I'd like every line in the following listing that holds "ChannelId" copied.

*** Block opens ***

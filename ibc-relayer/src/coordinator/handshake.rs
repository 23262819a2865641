//! Connection and channel handshakes, initiated from chain A.

use ibc_core::channel::types::channel::{ChannelEnd, Order};
use ibc_core::channel::types::msgs::{
    MsgChannelCloseConfirm, MsgChannelCloseInit, MsgChannelOpenAck, MsgChannelOpenConfirm,
    MsgChannelOpenInit, MsgChannelOpenTry,
};
use ibc_core::channel::types::Version as ChannelVersion;
use ibc_core::connection::types::msgs::{
    MsgConnectionOpenAck, MsgConnectionOpenConfirm, MsgConnectionOpenInit, MsgConnectionOpenTry,
};
use ibc_core::connection::types::{ConnectionEnd, Counterparty as ConnectionCounterparty};
use ibc_core::handler::types::events::IbcEvent;
use ibc_core::handler::types::msgs::ToAny;
use ibc_core::host::types::identifiers::{ChannelId, ConnectionId, PortId};
use ibc_core::host::types::path::{ChannelEndPath, ConnectionPath};
use ibc_primitives::proto::Protobuf;
use tracing::info;

use super::{
    decode_proven, expect_event, require_value, ChannelPair, ClientPair, ConnectionPair,
    RelayCoordinator,
};
use crate::error::RelayerError;
use crate::handle::ChainHandle;

impl RelayCoordinator {
    /// Opens a connection between the two clients, A moving first.
    pub async fn create_connection(
        &self,
        clients: &ClientPair,
    ) -> Result<ConnectionPair, RelayerError> {
        let (a, b) = (&self.chain_a, &self.chain_b);

        let conn_on_a = self
            .step("conn_open_init", || self.conn_open_init(a, b, clients))
            .await?;
        let conn_on_b = self
            .step("conn_open_try", || {
                self.conn_open_try(b, a, clients, &conn_on_a)
            })
            .await?;

        let connection = ConnectionPair {
            clients: clients.clone(),
            conn_on_a,
            conn_on_b,
        };
        self.step("conn_open_ack", || self.conn_open_ack(a, b, &connection))
            .await?;
        self.step("conn_open_confirm", || {
            self.conn_open_confirm(b, a, &connection)
        })
        .await?;

        info!(
            chain_a = %a.id(),
            conn_on_a = %connection.conn_on_a,
            chain_b = %b.id(),
            conn_on_b = %connection.conn_on_b,
            "connection open"
        );
        Ok(connection)
    }

    async fn conn_open_init(
        &self,
        chain_a: &ChainHandle,
        chain_b: &ChainHandle,
        clients: &ClientPair,
    ) -> Result<ConnectionId, RelayerError> {
        let prefix_on_b = chain_b.query_commitment_prefix().await?;
        let msg = MsgConnectionOpenInit {
            client_id_on_a: clients.client_on_a.clone(),
            counterparty: ConnectionCounterparty::new(
                clients.client_on_b.clone(),
                None,
                prefix_on_b,
            ),
            version: None,
            delay_period: self.config.connection_delay(),
            signer: chain_a.signer(),
        };

        let response = chain_a.submit(vec![msg.to_any()]).await?;
        expect_event(chain_a, &response, "connection_open_init", |event| {
            match event {
                IbcEvent::OpenInitConnection(e) => Some(e.conn_id().clone()),
                _ => None,
            }
        })
    }

    async fn conn_open_try(
        &self,
        chain_b: &ChainHandle,
        chain_a: &ChainHandle,
        clients: &ClientPair,
        conn_on_a: &ConnectionId,
    ) -> Result<ConnectionId, RelayerError> {
        let proof_height = self
            .update_client_on(chain_b, chain_a, &clients.client_on_b)
            .await?;
        let proven = chain_a
            .query_proven(ConnectionPath::new(conn_on_a), proof_height)
            .await?;
        let conn_end_on_a =
            decode_proven(chain_a, "connection end", &proven, ConnectionEnd::decode_vec)?;
        let prefix_on_a = chain_a.query_commitment_prefix().await?;

        let msg = MsgConnectionOpenTry {
            client_id_on_b: clients.client_on_b.clone(),
            counterparty: ConnectionCounterparty::new(
                clients.client_on_a.clone(),
                Some(conn_on_a.clone()),
                prefix_on_a,
            ),
            versions_on_a: conn_end_on_a.versions().to_vec(),
            proof_conn_end_on_a: proven.proof,
            proofs_height_on_a: proof_height,
            delay_period: conn_end_on_a.delay_period(),
            signer: chain_b.signer(),
        };

        let response = chain_b.submit(vec![msg.to_any()]).await?;
        expect_event(chain_b, &response, "connection_open_try", |event| {
            match event {
                IbcEvent::OpenTryConnection(e) => Some(e.conn_id().clone()),
                _ => None,
            }
        })
    }

    async fn conn_open_ack(
        &self,
        chain_a: &ChainHandle,
        chain_b: &ChainHandle,
        connection: &ConnectionPair,
    ) -> Result<(), RelayerError> {
        let proof_height = self
            .update_client_on(chain_a, chain_b, &connection.clients.client_on_a)
            .await?;
        let proven = chain_b
            .query_proven(ConnectionPath::new(&connection.conn_on_b), proof_height)
            .await?;
        let conn_end_on_b =
            decode_proven(chain_b, "connection end", &proven, ConnectionEnd::decode_vec)?;
        let version = conn_end_on_b
            .versions()
            .first()
            .cloned()
            .ok_or_else(|| RelayerError::InvalidValue {
                chain_id: chain_b.id().clone(),
                what: "connection end".to_string(),
                description: "no negotiated version".to_string(),
            })?;

        let msg = MsgConnectionOpenAck {
            conn_id_on_a: connection.conn_on_a.clone(),
            conn_id_on_b: connection.conn_on_b.clone(),
            proof_conn_end_on_b: proven.proof,
            proofs_height_on_b: proof_height,
            version,
            signer: chain_a.signer(),
        };

        let response = chain_a.submit(vec![msg.to_any()]).await?;
        expect_event(chain_a, &response, "connection_open_ack", |event| {
            matches!(event, IbcEvent::OpenAckConnection(_)).then_some(())
        })
    }

    async fn conn_open_confirm(
        &self,
        chain_b: &ChainHandle,
        chain_a: &ChainHandle,
        connection: &ConnectionPair,
    ) -> Result<(), RelayerError> {
        let proof_height = self
            .update_client_on(chain_b, chain_a, &connection.clients.client_on_b)
            .await?;
        let proven = chain_a
            .query_proven(ConnectionPath::new(&connection.conn_on_a), proof_height)
            .await?;
        require_value(chain_a, "connection end", &proven)?;

        let msg = MsgConnectionOpenConfirm {
            conn_id_on_b: connection.conn_on_b.clone(),
            proof_conn_end_on_a: proven.proof,
            proof_height_on_a: proof_height,
            signer: chain_b.signer(),
        };

        let response = chain_b.submit(vec![msg.to_any()]).await?;
        expect_event(chain_b, &response, "connection_open_confirm", |event| {
            matches!(event, IbcEvent::OpenConfirmConnection(_)).then_some(())
        })
    }

    /// Opens a channel over an open connection, A moving first. The
    /// application on A picks the version when `version` is empty.
    pub async fn create_channel(
        &self,
        connection: &ConnectionPair,
        port_on_a: PortId,
        port_on_b: PortId,
        ordering: Order,
        version: ChannelVersion,
    ) -> Result<ChannelPair, RelayerError> {
        let (a, b) = (&self.chain_a, &self.chain_b);

        let chan_on_a = self
            .step("chan_open_init", || {
                self.chan_open_init(a, connection, &port_on_a, &port_on_b, ordering, &version)
            })
            .await?;
        let chan_on_b = self
            .step("chan_open_try", || {
                self.chan_open_try(b, a, connection, &port_on_a, &chan_on_a, &port_on_b)
            })
            .await?;

        let channel = ChannelPair {
            connection: connection.clone(),
            port_on_a,
            chan_on_a,
            port_on_b,
            chan_on_b,
            ordering,
        };
        self.step("chan_open_ack", || self.chan_open_ack(a, b, &channel))
            .await?;
        self.step("chan_open_confirm", || {
            self.chan_open_confirm(b, a, &channel)
        })
        .await?;

        info!(
            chain_a = %a.id(),
            chan_on_a = %channel.chan_on_a,
            chain_b = %b.id(),
            chan_on_b = %channel.chan_on_b,
            ordering = %channel.ordering,
            "channel open"
        );
        Ok(channel)
    }

    async fn chan_open_init(
        &self,
        chain_a: &ChainHandle,
        connection: &ConnectionPair,
        port_on_a: &PortId,
        port_on_b: &PortId,
        ordering: Order,
        version: &ChannelVersion,
    ) -> Result<ChannelId, RelayerError> {
        let msg = MsgChannelOpenInit {
            port_id_on_a: port_on_a.clone(),
            connection_hops_on_a: vec![connection.conn_on_a.clone()],
            port_id_on_b: port_on_b.clone(),
            ordering,
            signer: chain_a.signer(),
            version_proposal: version.clone(),
        };

        let response = chain_a.submit(vec![msg.to_any()]).await?;
        expect_event(chain_a, &response, "channel_open_init", |event| match event {
            IbcEvent::OpenInitChannel(e) => Some(e.chan_id().clone()),
            _ => None,
        })
    }

    async fn chan_open_try(
        &self,
        chain_b: &ChainHandle,
        chain_a: &ChainHandle,
        connection: &ConnectionPair,
        port_on_a: &PortId,
        chan_on_a: &ChannelId,
        port_on_b: &PortId,
    ) -> Result<ChannelId, RelayerError> {
        let proof_height = self
            .update_client_on(chain_b, chain_a, &connection.clients.client_on_b)
            .await?;
        let proven = chain_a
            .query_proven(ChannelEndPath::new(port_on_a, chan_on_a), proof_height)
            .await?;
        let chan_end_on_a =
            decode_proven(chain_a, "channel end", &proven, ChannelEnd::decode_vec)?;

        let msg = MsgChannelOpenTry {
            port_id_on_b: port_on_b.clone(),
            connection_hops_on_b: vec![connection.conn_on_b.clone()],
            port_id_on_a: port_on_a.clone(),
            chan_id_on_a: chan_on_a.clone(),
            version_supported_on_a: chan_end_on_a.version().clone(),
            proof_chan_end_on_a: proven.proof,
            proof_height_on_a: proof_height,
            ordering: *chan_end_on_a.ordering(),
            signer: chain_b.signer(),
        };

        let response = chain_b.submit(vec![msg.to_any()]).await?;
        expect_event(chain_b, &response, "channel_open_try", |event| match event {
            IbcEvent::OpenTryChannel(e) => Some(e.chan_id().clone()),
            _ => None,
        })
    }

    async fn chan_open_ack(
        &self,
        chain_a: &ChainHandle,
        chain_b: &ChainHandle,
        channel: &ChannelPair,
    ) -> Result<(), RelayerError> {
        let proof_height = self
            .update_client_on(chain_a, chain_b, &channel.connection.clients.client_on_a)
            .await?;
        let proven = chain_b
            .query_proven(
                ChannelEndPath::new(&channel.port_on_b, &channel.chan_on_b),
                proof_height,
            )
            .await?;
        let chan_end_on_b =
            decode_proven(chain_b, "channel end", &proven, ChannelEnd::decode_vec)?;

        let msg = MsgChannelOpenAck {
            port_id_on_a: channel.port_on_a.clone(),
            chan_id_on_a: channel.chan_on_a.clone(),
            chan_id_on_b: channel.chan_on_b.clone(),
            version_on_b: chan_end_on_b.version().clone(),
            proof_chan_end_on_b: proven.proof,
            proof_height_on_b: proof_height,
            signer: chain_a.signer(),
        };

        let response = chain_a.submit(vec![msg.to_any()]).await?;
        expect_event(chain_a, &response, "channel_open_ack", |event| {
            matches!(event, IbcEvent::OpenAckChannel(_)).then_some(())
        })
    }

    async fn chan_open_confirm(
        &self,
        chain_b: &ChainHandle,
        chain_a: &ChainHandle,
        channel: &ChannelPair,
    ) -> Result<(), RelayerError> {
        let proof_height = self
            .update_client_on(chain_b, chain_a, &channel.connection.clients.client_on_b)
            .await?;
        let proven = chain_a
            .query_proven(
                ChannelEndPath::new(&channel.port_on_a, &channel.chan_on_a),
                proof_height,
            )
            .await?;
        require_value(chain_a, "channel end", &proven)?;

        let msg = MsgChannelOpenConfirm {
            port_id_on_b: channel.port_on_b.clone(),
            chan_id_on_b: channel.chan_on_b.clone(),
            proof_chan_end_on_a: proven.proof,
            proof_height_on_a: proof_height,
            signer: chain_b.signer(),
        };

        let response = chain_b.submit(vec![msg.to_any()]).await?;
        expect_event(chain_b, &response, "channel_open_confirm", |event| {
            matches!(event, IbcEvent::OpenConfirmChannel(_)).then_some(())
        })
    }

    /// Closes the channel on A, then confirms the closure on B.
    pub async fn close_channel(&self, channel: &ChannelPair) -> Result<(), RelayerError> {
        let (a, b) = (&self.chain_a, &self.chain_b);

        self.step("chan_close_init", || self.chan_close_init(a, channel))
            .await?;
        self.step("chan_close_confirm", || {
            self.chan_close_confirm(b, a, channel)
        })
        .await?;

        info!(
            chain_a = %a.id(),
            chan_on_a = %channel.chan_on_a,
            chain_b = %b.id(),
            chan_on_b = %channel.chan_on_b,
            "channel closed"
        );
        Ok(())
    }

    async fn chan_close_init(
        &self,
        chain_a: &ChainHandle,
        channel: &ChannelPair,
    ) -> Result<(), RelayerError> {
        let msg = MsgChannelCloseInit {
            port_id_on_a: channel.port_on_a.clone(),
            chan_id_on_a: channel.chan_on_a.clone(),
            signer: chain_a.signer(),
        };

        let response = chain_a.submit(vec![msg.to_any()]).await?;
        expect_event(chain_a, &response, "channel_close_init", |event| {
            matches!(event, IbcEvent::CloseInitChannel(_)).then_some(())
        })
    }

    async fn chan_close_confirm(
        &self,
        chain_b: &ChainHandle,
        chain_a: &ChainHandle,
        channel: &ChannelPair,
    ) -> Result<(), RelayerError> {
        let proof_height = self
            .update_client_on(chain_b, chain_a, &channel.connection.clients.client_on_b)
            .await?;
        let proven = chain_a
            .query_proven(
                ChannelEndPath::new(&channel.port_on_a, &channel.chan_on_a),
                proof_height,
            )
            .await?;
        require_value(chain_a, "channel end", &proven)?;

        let msg = MsgChannelCloseConfirm {
            port_id_on_b: channel.port_on_b.clone(),
            chan_id_on_b: channel.chan_on_b.clone(),
            proof_chan_end_on_a: proven.proof,
            proof_height_on_a: proof_height,
            signer: chain_b.signer(),
        };

        let response = chain_b.submit(vec![msg.to_any()]).await?;
        expect_event(chain_b, &response, "channel_close_confirm", |event| {
            matches!(event, IbcEvent::CloseConfirmChannel(_)).then_some(())
        })
    }
}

*** Block closes ***

-- Response --
use ibc_core::host::types::identifiers::{ChannelId, ConnectionId, PortId};
    ) -> Result<ChannelId, RelayerError> {
        chan_on_a: &ChannelId,
    ) -> Result<ChannelId, RelayerError> {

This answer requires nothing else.